[Stored dataset items]
==================================================

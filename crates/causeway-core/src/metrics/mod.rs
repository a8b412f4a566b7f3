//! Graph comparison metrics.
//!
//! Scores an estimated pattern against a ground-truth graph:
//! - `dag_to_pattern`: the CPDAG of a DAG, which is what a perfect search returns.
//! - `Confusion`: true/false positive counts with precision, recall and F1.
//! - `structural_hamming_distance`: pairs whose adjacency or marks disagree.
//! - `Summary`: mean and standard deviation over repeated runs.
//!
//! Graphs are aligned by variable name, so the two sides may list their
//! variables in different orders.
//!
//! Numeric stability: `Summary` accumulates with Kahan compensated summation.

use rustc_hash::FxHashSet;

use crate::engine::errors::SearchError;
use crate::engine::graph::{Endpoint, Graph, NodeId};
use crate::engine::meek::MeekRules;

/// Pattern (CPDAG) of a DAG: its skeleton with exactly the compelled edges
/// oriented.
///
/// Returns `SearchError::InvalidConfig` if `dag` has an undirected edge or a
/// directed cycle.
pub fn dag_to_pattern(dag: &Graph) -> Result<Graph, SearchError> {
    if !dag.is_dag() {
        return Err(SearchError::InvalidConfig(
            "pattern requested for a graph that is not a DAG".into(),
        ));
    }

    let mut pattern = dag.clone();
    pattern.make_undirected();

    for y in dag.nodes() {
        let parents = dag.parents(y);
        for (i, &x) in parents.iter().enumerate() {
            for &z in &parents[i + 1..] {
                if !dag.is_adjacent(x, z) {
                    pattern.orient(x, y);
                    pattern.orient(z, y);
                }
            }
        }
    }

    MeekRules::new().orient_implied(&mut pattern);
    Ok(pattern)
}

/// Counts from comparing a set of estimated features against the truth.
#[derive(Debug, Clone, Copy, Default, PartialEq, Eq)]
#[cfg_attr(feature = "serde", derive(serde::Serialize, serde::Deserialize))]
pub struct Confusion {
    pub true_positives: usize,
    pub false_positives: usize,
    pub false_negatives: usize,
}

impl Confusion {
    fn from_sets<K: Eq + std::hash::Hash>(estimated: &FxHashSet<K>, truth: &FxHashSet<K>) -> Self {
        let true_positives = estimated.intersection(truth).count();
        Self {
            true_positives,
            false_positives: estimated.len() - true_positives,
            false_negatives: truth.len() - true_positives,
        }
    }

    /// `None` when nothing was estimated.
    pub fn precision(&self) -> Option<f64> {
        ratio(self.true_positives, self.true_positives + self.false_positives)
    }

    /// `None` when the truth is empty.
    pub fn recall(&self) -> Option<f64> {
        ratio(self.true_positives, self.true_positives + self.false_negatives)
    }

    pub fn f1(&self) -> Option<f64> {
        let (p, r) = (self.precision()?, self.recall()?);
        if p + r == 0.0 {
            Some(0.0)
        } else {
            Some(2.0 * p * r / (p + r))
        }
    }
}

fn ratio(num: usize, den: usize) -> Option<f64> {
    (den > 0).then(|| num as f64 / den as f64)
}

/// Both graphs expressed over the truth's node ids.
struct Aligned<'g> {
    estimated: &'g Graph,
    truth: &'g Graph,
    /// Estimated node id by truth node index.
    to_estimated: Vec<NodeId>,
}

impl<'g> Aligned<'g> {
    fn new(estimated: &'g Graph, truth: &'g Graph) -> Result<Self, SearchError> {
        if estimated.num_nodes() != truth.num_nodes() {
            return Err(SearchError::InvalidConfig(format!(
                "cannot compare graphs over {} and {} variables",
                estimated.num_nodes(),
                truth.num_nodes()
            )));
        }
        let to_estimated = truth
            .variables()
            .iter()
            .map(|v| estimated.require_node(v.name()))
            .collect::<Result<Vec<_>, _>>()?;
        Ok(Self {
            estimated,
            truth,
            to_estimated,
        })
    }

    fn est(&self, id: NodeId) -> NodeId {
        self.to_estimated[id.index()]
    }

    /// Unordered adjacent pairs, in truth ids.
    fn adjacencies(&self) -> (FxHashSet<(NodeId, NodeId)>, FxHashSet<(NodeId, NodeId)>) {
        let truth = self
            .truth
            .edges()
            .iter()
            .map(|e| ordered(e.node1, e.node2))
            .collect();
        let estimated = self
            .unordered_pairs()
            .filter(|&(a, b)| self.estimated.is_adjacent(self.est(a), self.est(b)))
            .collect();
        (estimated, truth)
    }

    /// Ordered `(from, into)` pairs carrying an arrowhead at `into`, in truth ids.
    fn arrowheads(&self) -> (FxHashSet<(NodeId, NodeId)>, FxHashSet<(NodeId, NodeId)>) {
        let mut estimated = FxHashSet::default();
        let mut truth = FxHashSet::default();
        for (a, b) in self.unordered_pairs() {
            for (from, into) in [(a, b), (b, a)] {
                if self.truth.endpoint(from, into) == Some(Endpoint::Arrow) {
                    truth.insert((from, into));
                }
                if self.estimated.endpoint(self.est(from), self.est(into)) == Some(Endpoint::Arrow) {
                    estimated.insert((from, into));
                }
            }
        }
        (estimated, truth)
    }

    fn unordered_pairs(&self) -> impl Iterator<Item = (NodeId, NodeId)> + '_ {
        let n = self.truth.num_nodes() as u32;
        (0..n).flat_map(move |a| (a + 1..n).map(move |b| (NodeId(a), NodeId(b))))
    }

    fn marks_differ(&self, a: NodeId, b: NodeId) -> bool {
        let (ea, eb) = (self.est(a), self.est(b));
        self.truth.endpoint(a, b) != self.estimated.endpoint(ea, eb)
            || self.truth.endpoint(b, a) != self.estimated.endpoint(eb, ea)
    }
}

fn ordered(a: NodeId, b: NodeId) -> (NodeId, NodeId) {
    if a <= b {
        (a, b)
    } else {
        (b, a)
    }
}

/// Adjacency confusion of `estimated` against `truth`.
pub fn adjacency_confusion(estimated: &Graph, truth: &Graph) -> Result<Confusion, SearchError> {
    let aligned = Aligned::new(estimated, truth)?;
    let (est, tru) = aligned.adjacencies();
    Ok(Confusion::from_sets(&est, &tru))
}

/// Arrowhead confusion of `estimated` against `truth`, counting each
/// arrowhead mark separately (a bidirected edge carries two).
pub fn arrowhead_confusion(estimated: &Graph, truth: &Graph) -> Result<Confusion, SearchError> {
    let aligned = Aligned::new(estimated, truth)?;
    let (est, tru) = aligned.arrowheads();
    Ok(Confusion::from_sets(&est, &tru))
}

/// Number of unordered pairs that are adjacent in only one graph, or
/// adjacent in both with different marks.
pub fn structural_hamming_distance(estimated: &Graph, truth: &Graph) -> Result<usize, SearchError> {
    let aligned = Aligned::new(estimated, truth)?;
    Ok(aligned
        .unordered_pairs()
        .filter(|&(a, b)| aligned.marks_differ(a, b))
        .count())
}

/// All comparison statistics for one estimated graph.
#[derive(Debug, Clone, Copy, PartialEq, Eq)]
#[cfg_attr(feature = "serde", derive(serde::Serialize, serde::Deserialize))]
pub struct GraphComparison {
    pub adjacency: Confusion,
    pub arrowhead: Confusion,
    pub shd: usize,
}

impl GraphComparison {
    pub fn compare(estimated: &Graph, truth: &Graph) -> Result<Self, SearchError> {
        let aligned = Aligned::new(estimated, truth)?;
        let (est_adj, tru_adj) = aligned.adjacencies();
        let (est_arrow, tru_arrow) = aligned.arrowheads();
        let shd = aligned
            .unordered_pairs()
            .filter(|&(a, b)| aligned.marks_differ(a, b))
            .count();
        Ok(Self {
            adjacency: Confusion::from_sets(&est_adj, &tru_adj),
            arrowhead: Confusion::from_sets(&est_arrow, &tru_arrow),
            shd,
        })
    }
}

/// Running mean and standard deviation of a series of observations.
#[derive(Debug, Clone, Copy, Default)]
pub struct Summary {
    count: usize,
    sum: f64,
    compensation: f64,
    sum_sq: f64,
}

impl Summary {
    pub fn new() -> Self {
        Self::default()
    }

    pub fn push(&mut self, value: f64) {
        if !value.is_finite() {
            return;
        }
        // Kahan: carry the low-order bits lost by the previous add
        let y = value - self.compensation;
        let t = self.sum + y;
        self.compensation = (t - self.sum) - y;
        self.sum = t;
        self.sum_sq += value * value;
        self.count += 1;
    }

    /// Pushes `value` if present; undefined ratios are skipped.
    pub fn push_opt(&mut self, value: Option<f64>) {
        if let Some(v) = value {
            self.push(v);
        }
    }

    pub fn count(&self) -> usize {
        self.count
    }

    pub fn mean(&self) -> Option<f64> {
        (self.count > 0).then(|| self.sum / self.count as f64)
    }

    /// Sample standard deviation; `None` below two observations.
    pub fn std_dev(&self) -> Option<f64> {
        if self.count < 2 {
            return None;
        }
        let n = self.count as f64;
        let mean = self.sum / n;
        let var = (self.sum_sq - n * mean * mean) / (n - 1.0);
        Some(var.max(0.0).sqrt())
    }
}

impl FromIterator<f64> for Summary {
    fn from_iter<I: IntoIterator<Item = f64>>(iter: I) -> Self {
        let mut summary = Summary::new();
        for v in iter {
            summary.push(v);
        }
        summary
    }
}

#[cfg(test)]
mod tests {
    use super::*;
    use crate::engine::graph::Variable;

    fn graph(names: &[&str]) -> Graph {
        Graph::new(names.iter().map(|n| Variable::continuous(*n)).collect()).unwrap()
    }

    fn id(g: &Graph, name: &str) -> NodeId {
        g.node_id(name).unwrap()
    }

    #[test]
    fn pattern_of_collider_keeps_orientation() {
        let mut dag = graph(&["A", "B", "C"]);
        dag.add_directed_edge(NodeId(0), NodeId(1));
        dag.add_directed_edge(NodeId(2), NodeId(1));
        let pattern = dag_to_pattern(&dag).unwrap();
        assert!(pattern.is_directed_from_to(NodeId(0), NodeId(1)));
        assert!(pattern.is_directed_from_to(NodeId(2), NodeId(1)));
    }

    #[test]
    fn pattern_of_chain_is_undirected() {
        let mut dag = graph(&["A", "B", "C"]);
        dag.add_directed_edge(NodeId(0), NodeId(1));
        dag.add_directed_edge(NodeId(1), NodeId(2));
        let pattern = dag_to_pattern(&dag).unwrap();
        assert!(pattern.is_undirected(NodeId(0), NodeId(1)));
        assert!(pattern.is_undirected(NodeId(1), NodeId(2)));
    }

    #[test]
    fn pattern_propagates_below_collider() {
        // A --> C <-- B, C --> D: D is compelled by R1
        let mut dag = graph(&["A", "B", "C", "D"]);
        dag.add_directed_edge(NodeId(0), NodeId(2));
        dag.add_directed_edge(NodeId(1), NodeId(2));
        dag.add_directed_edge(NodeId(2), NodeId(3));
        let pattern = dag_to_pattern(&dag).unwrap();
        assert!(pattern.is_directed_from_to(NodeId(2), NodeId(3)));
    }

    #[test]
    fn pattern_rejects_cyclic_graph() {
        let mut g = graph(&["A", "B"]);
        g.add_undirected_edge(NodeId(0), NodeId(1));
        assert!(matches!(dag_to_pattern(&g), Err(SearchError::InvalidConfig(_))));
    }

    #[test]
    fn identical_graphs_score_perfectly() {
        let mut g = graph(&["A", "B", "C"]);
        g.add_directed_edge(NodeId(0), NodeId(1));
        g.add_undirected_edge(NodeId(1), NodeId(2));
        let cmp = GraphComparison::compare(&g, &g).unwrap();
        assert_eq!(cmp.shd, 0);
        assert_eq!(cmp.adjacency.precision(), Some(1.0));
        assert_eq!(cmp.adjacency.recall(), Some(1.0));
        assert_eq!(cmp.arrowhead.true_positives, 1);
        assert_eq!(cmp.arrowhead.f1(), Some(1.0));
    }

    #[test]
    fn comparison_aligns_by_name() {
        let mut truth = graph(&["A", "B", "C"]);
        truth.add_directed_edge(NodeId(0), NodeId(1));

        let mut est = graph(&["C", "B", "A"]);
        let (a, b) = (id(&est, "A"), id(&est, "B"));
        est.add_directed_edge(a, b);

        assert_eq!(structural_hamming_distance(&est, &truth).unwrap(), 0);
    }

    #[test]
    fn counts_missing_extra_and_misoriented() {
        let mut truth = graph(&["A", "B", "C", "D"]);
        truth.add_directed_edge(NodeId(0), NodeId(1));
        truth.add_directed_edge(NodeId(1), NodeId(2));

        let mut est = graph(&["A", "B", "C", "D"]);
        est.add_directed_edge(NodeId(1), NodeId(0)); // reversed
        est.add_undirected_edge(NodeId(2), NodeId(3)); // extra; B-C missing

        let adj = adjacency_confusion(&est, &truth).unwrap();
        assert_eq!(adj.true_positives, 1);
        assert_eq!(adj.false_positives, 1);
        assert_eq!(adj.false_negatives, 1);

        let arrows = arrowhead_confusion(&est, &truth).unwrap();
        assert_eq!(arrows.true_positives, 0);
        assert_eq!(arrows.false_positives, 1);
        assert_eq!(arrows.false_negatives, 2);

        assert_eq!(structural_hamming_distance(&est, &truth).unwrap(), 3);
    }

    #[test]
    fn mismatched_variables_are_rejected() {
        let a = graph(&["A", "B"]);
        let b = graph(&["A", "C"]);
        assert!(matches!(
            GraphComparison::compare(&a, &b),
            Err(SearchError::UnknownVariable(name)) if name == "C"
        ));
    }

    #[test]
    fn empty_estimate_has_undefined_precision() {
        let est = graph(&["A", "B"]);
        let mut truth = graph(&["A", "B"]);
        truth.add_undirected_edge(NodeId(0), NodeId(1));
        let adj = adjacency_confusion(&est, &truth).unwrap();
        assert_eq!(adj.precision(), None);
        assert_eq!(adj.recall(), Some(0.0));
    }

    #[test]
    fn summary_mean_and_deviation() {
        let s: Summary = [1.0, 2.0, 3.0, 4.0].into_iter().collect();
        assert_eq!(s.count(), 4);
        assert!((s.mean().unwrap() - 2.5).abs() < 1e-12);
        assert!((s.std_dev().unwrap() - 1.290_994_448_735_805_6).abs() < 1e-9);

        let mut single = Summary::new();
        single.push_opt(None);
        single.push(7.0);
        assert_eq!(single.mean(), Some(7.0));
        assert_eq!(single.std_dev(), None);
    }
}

==================================================

Aim of the task:
Above are the entries. Copy exactly the part that opens with the line containing "let mut estimated" and closes with the line containing "pub fn adjacency_confusion(estimated: &Graph, truth: &Graph)", and no more.

Solution:
        let mut estimated = FxHashSet::default();
        let mut truth = FxHashSet::default();
        for (a, b) in self.unordered_pairs() {
            for (from, into) in [(a, b), (b, a)] {
                if self.truth.endpoint(from, into) == Some(Endpoint::Arrow) {
                    truth.insert((from, into));
                }
                if self.estimated.endpoint(self.est(from), self.est(into)) == Some(Endpoint::Arrow) {
                    estimated.insert((from, into));
                }
            }
        }
        (estimated, truth)
    }

    fn unordered_pairs(&self) -> impl Iterator<Item = (NodeId, NodeId)> + '_ {
        let n = self.truth.num_nodes() as u32;
        (0..n).flat_map(move |a| (a + 1..n).map(move |b| (NodeId(a), NodeId(b))))
    }

    fn marks_differ(&self, a: NodeId, b: NodeId) -> bool {
        let (ea, eb) = (self.est(a), self.est(b));
        self.truth.endpoint(a, b) != self.estimated.endpoint(ea, eb)
            || self.truth.endpoint(b, a) != self.estimated.endpoint(eb, ea)
    }
}

fn ordered(a: NodeId, b: NodeId) -> (NodeId, NodeId) {
    if a <= b {
        (a, b)
    } else {
        (b, a)
    }
}

/// Adjacency confusion of `estimated` against `truth`.
pub fn adjacency_confusion(estimated: &Graph, truth: &Graph) -> Result<Confusion, SearchError> {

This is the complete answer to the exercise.